Night Czar Amy Lamé was awarded Freedom of the City of London last week, but some commentators have suggested that her work to support the capital’s nightlife does not merit the honour.
Lamé, who is on a £116,925 salary, according to the Mayor of London website, has been in the role since 2016, when she was appointed as the UK’s first-ever Night Czar, having previously worked in the media and served in the position of Mayoress of Camden from 2010 to 2011.
At a ceremony in Guildhall on Friday she was given Freedom of the City of London, an approximately 800-year-old tradition that involves handing the recipient a parchment. While the end of feudalism meant that it lost some of its historical significance, it is still considered a great honour.
Massive congrats to our @Nightczar Amy Lamé on being awarded the Freedom of the City of London for her work to protect, preserve and innovate the capital at night, and champion LGBTQI+ rights. pic.twitter.com/ARDoPcwlKf
— Mayor of London, Sadiq Khan (@MayorofLondon) July 15, 2023
Speaking after the ceremony, Lamé said: “Our city’s life at night is unparalleled across the world and as London’s first Night Czar, I’m proud of all the work that we have done to protect, preserve, and innovate the capital at night, alongside my work to champion LGBTQI+ rights…I will continue to do all that I can to support and stand-up for all aspects of life at night, as we help build a better London for everyone.”
But many pundits questioned whether it was deserved, citing the present state of London nightlife.
LBC News presenter Christopher Golds tweeted his perspective: “She has done quite literally nothing for anyone in London – particularly its nightlife. How many pubs, bars, clubs and restaurants have shut down under her time in office. This is frankly shocking, let alone embarrassing.”
Golds added: “Tone deaf to the highest order. London is barely a 12 hour city let alone a 24 hour one. Where did she go to celebrate this achievement? A Pret that closed at 8pm?”

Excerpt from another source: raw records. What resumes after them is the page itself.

//! Structural derivation of the fixed contract set. Given a product or sum
//! type whose fields all satisfy the requested contract, synthesize an
//! `ImplRecord` whose single method body walks the value structurally. The
//! synthesized record goes through the same coherence gate as a hand-written
//! one, so a derive can still be rejected as conflicting.

use crate::decl::{
    DeriveKind, FieldDecl, ImplRecord, MethodBody, TypeExpr, TypeKind, Value,
};
use crate::diagnostics::ResolveError;
use crate::methods::{MethodResolver, ResolvedMethod};
use crate::solver::{BoundSolver, Scope};
use crate::table::DeclTable;

/// How one field contributes to the derived body: scalars are handled
/// directly, every other field type defers to its own resolved
/// implementation of the contract.
#[derive(Clone)]
enum FieldOp {
    Scalar { zero: Value },
    Method(ResolvedMethod),
}

impl FieldOp {
    fn eq(&self, a: &Value, b: &Value) -> bool {
        match self {
            Self::Scalar { .. } => scalar_eq(a, b),
            Self::Method(m) => m.invoke(&[a.clone(), b.clone()]) == Value::Bool(true),
        }
    }

    fn cmp(&self, a: &Value, b: &Value) -> i64 {
        match self {
            Self::Scalar { .. } => scalar_cmp(a, b),
            Self::Method(m) => match m.invoke(&[a.clone(), b.clone()]) {
                Value::Int(n) => n,
                _ => 0,
            },
        }
    }

    fn hash(&self, a: &Value) -> i64 {
        match self {
            Self::Scalar { .. } => scalar_hash(a),
            Self::Method(m) => match m.invoke(&[a.clone()]) {
                Value::Int(n) => n,
                _ => 0,
            },
        }
    }

    fn duplicate(&self, a: &Value) -> Value {
        match self {
            Self::Scalar { .. } => a.clone(),
            Self::Method(m) => m.invoke(&[a.clone()]),
        }
    }

    fn default(&self) -> Value {
        match self {
            Self::Scalar { zero } => zero.clone(),
            Self::Method(m) => m.invoke(&[]),
        }
    }

    fn fmt(&self, a: &Value) -> String {
        match self {
            Self::Scalar { .. } => scalar_fmt(a),
            Self::Method(m) => match m.invoke(&[a.clone()]) {
                Value::Str(s) => s,
                _ => "<opaque>".to_string(),
            },
        }
    }
}

type FieldOps = Vec<(String, FieldOp)>;

/// Synthesize the structural implementation of `kind` for `type_name`.
pub fn synthesize(
    table: &DeclTable,
    kind: DeriveKind,
    type_name: &str,
) -> Result<ImplRecord, ResolveError> {
    let decl = table.lookup_type(type_name)?;
    table.lookup_interface(kind.contract_name())?;

    let body = match &decl.kind {
        TypeKind::Primitive => scalar_body(kind, type_name),
        TypeKind::Product { fields } => {
            let ops = field_ops(table, kind, type_name, fields)?;
            product_body(kind, type_name.to_string(), ops)
        }
        TypeKind::Sum { variants } => {
            let mut per_variant: Vec<(String, FieldOps)> = Vec::new();
            for v in variants {
                per_variant.push((v.name.clone(), field_ops(table, kind, type_name, &v.fields)?));
            }
            sum_body(kind, type_name.to_string(), per_variant)
        }
    };

    Ok(ImplRecord::of(kind.contract_name(), TypeExpr::named(type_name), decl.unit)
        .with_method(kind.method_name(), body)
        .with_span(decl.span))
}

/// Classify every field and check the per-field obligation: each field type
/// must already satisfy the contract being derived.
fn field_ops(
    table: &DeclTable,
    kind: DeriveKind,
    type_name: &str,
    fields: &[FieldDecl],
) -> Result<FieldOps, ResolveError> {
    let solver = BoundSolver::new(table);
    let resolver = MethodResolver::new(table);
    let contract = kind.contract_name();

    let mut ops = Vec::with_capacity(fields.len());
    for field in fields {
        let op = match scalar_zero(&field.ty) {
            Some(zero) => FieldOp::Scalar { zero },
            None => {
                if !solver.satisfies(&field.ty, contract, &[], &Scope::new()) {
                    return Err(ResolveError::NonDerivableField {
                        type_name: type_name.to_string(),
                        field: field.name.clone(),
                        contract: contract.to_string(),
                    });
                }
                let resolved = resolver
                    .resolve(&field.ty, kind.method_name(), &[contract])
                    .map_err(|_| ResolveError::NonDerivableField {
                        type_name: type_name.to_string(),
                        field: field.name.clone(),
                        contract: contract.to_string(),
                    })?;
                FieldOp::Method(resolved)
            }
        };
        ops.push((field.name.clone(), op));
    }
    Ok(ops)
}

fn product_body(kind: DeriveKind, type_name: String, ops: FieldOps) -> MethodBody {
    match kind {
        DeriveKind::Eq => MethodBody::native(move |args| {
            for (name, op) in &ops {
                match (args[0].field(name), args[1].field(name)) {
                    (Some(a), Some(b)) if op.eq(a, b) => {}
                    _ => return Value::Bool(false),
                }
            }
            Value::Bool(true)
        }),
        DeriveKind::Ord => MethodBody::native(move |args| {
            for (name, op) in &ops {
                if let (Some(a), Some(b)) = (args[0].field(name), args[1].field(name)) {
                    let c = op.cmp(a, b);
                    if c != 0 {
                        return Value::Int(c.signum());
                    }
                }
            }
            Value::Int(0)
        }),
        DeriveKind::Hash => MethodBody::native(move |args| {
            let mut h: i64 = 17;
            for (name, op) in &ops {
                if let Some(a) = args[0].field(name) {
                    h = h.wrapping_mul(31).wrapping_add(op.hash(a));
                }
            }
            Value::Int(h)
        }),
        DeriveKind::Clone => MethodBody::native(move |args| Value::Record {
            type_name: type_name.clone(),
            fields: ops
                .iter()
                .map(|(name, op)| {
                    let dup = args[0]
                        .field(name)
                        .map(|v| op.duplicate(v))
                        .unwrap_or_else(|| op.default());
                    (name.clone(), dup)
                })
                .collect(),
        }),
        DeriveKind::Default => MethodBody::native(move |_| Value::Record {
            type_name: type_name.clone(),
            fields: ops.iter().map(|(name, op)| (name.clone(), op.default())).collect(),
        }),
        DeriveKind::Debug => MethodBody::native(move |args| {
            Value::Str(fmt_fields(&type_name, &ops, &args[0]))
        }),
    }
}

fn sum_body(kind: DeriveKind, type_name: String, variants: Vec<(String, FieldOps)>) -> MethodBody {
    match kind {
        DeriveKind::Eq => MethodBody::native(move |args| {
            let (Some((va, fa)), Some((vb, fb))) = (variant_of(&args[0]), variant_of(&args[1]))
            else {
                return Value::Bool(false);
            };
            if va != vb {
                return Value::Bool(false);
            }
            let Some((_, ops)) = variants.iter().find(|(name, _)| name == va) else {
                return Value::Bool(false);
            };
            for (name, op) in ops {
                match (field_in(fa, name), field_in(fb, name)) {
                    (Some(a), Some(b)) if op.eq(a, b) => {}
                    _ => return Value::Bool(false),
                }
            }
            Value::Bool(true)
        }),
        DeriveKind::Ord => MethodBody::native(move |args| {
            let (Some((va, fa)), Some((vb, fb))) = (variant_of(&args[0]), variant_of(&args[1]))
            else {
                return Value::Int(0);
            };
            // Declaration order decides between distinct variants.
            let ia = variants.iter().position(|(name, _)| name == va);
            let ib = variants.iter().position(|(name, _)| name == vb);
            if ia != ib {
                return Value::Int(if ia < ib { -1 } else { 1 });
            }
            let Some(idx) = ia else { return Value::Int(0) };
            for (name, op) in &variants[idx].1 {
                if let (Some(a), Some(b)) = (field_in(fa, name), field_in(fb, name)) {
                    let c = op.cmp(a, b);
                    if c != 0 {
                        return Value::Int(c.signum());
                    }
                }
            }
            Value::Int(0)
        }),
        DeriveKind::Hash => MethodBody::native(move |args| {
            let Some((va, fa)) = variant_of(&args[0]) else {
                return Value::Int(0);
            };
            let idx = variants.iter().position(|(name, _)| name == va);
            let mut h: i64 = 17_i64
                .wrapping_mul(31)
                .wrapping_add(idx.map(|i| i as i64).unwrap_or(-1));
            if let Some(i) = idx {
                for (name, op) in &variants[i].1 {
                    if let Some(a) = field_in(fa, name) {
                        h = h.wrapping_mul(31).wrapping_add(op.hash(a));
                    }
                }
            }
            Value::Int(h)
        }),
        DeriveKind::Clone => MethodBody::native(move |args| {
            let Some((va, fa)) = variant_of(&args[0]) else {
                return args[0].clone();
            };
            let Some((_, ops)) = variants.iter().find(|(name, _)| name == va) else {
                return args[0].clone();
            };
            Value::Variant {
                type_name: type_name.clone(),
                variant: va.to_string(),
                fields: ops
                    .iter()
                    .map(|(name, op)| {
                        let dup = field_in(fa, name)
                            .map(|v| op.duplicate(v))
                            .unwrap_or_else(|| op.default());
                        (name.clone(), dup)
                    })
                    .collect(),
            }
        }),
        // The first declared variant, with every field defaulted.
        DeriveKind::Default => MethodBody::native(move |_| match variants.first() {
            Some((variant, ops)) => Value::Variant {
                type_name: type_name.clone(),
                variant: variant.clone(),
                fields: ops.iter().map(|(name, op)| (name.clone(), op.default())).collect(),
            },
            None => Value::Variant {
                type_name: type_name.clone(),
                variant: String::new(),
                fields: vec![],
            },
        }),
        DeriveKind::Debug => MethodBody::native(move |args| {
            let Some((va, _)) = variant_of(&args[0]) else {
                return Value::Str(type_name.clone());
            };
            let label = format!("{type_name}::{va}");
            match variants.iter().find(|(name, _)| name == va) {
                Some((_, ops)) if !ops.is_empty() => {
                    Value::Str(fmt_fields(&label, ops, &args[0]))
                }
                _ => Value::Str(label),
            }
        }),
    }
}

fn variant_of(v: &Value) -> Option<(&str, &[(String, Value)])> {
    match v {
        Value::Variant { variant, fields, .. } => Some((variant, fields)),
        _ => None,
    }
}

fn field_in<'a>(fields: &'a [(String, Value)], name: &str) -> Option<&'a Value> {
    fields.iter().find(|(n, _)| n == name).map(|(_, v)| v)
}

fn fmt_fields(label: &str, ops: &FieldOps, value: &Value) -> String {
    if ops.is_empty() {
        return format!("{label} {{}}");
    }
    let parts: Vec<String> = ops
        .iter()
        .map(|(name, op)| {
            let rendered = value.field(name).map(|v| op.fmt(v)).unwrap_or_else(|| "?".into());
            format!("{name}: {rendered}")
        })
        .collect();
    format!("{label} {{ {} }}", parts.join(", "))
}

fn scalar_body(kind: DeriveKind, type_name: &str) -> MethodBody {
    let zero = scalar_zero(&TypeExpr::named(type_name)).unwrap_or(Value::Int(0));
    match kind {
        DeriveKind::Eq => MethodBody::native(|args| Value::Bool(scalar_eq(&args[0], &args[1]))),
        DeriveKind::Ord => MethodBody::native(|args| Value::Int(scalar_cmp(&args[0], &args[1]))),
        DeriveKind::Hash => MethodBody::native(|args| Value::Int(scalar_hash(&args[0]))),
        DeriveKind::Clone => MethodBody::native(|args| args[0].clone()),
        DeriveKind::Default => MethodBody::native(move |_| zero.clone()),
        DeriveKind::Debug => MethodBody::native(|args| Value::Str(scalar_fmt(&args[0]))),
    }
}

fn scalar_zero(ty: &TypeExpr) -> Option<Value> {
    match ty {
        TypeExpr::Named(name) => match name.as_str() {
            "int" => Some(Value::Int(0)),
            "float" => Some(Value::Float(0.0)),
            "bool" => Some(Value::Bool(false)),
            "string" => Some(Value::Str(String::new())),
            _ => None,
        },
        _ => None,
    }
}

fn scalar_eq(a: &Value, b: &Value) -> bool {
    match (a, b) {
        (Value::Int(x), Value::Int(y)) => x == y,
        (Value::Float(x), Value::Float(y)) => x == y,
        (Value::Bool(x), Value::Bool(y)) => x == y,
        (Value::Str(x), Value::Str(y)) => x == y,
        _ => false,
    }
}

fn scalar_cmp(a: &Value, b: &Value) -> i64 {
    let ord = match (a, b) {
        (Value::Int(x), Value::Int(y)) => x.cmp(y),
        (Value::Float(x), Value::Float(y)) => {
            x.partial_cmp(y).unwrap_or(std::cmp::Ordering::Equal)
        }
        (Value::Bool(x), Value::Bool(y)) => x.cmp(y),
        (Value::Str(x), Value::Str(y)) => x.cmp(y),
        _ => std::cmp::Ordering::Equal,
    };
    ord as i64
}

fn scalar_hash(a: &Value) -> i64 {
    match a {
        Value::Int(n) => *n,
        Value::Float(f) => f.to_bits() as i64,
        Value::Bool(b) => *b as i64,
        Value::Str(s) => s
            .bytes()
            .fold(0_i64, |h, b| h.wrapping_mul(31).wrapping_add(b as i64)),
        _ => 0,
    }
}

fn scalar_fmt(a: &Value) -> String {
    match a {
        Value::Int(n) => n.to_string(),
        Value::Float(f) => f.to_string(),
        Value::Bool(b) => b.to_string(),
        Value::Str(s) => format!("{s:?}"),
        _ => "<opaque>".to_string(),
    }
}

GB News presenter Tom Harwood was similarly damning: “Rewarded for presiding over hundreds of venues shutting down, some of the most restrictive licensing on the planet, and the hollowing out of this city.”
During Lamé’s time in the role, the hospitality industry has been hit by the Covid-19 pandemic and Brexit, both of which have resulted in staff shortages and permanent closures in the capital. Figures from CGA by NIQ and Alix Partners for the three years between March 2o20 and March 2023 showed that central London lost 540 licensed premises in that period, about 15.6% of the pre-Covid total – equalling around one closure every two days.
WLC has contacted the Night Time Industries Association (NTIA) to hear its perspective.
This is not the only time the Mayor of London’s office has gotten into hot water over the issue of nightlife – it has been suggested that ULEZ expansion will unfairly penalise night workers at the city’s pubs, bars and restaurants.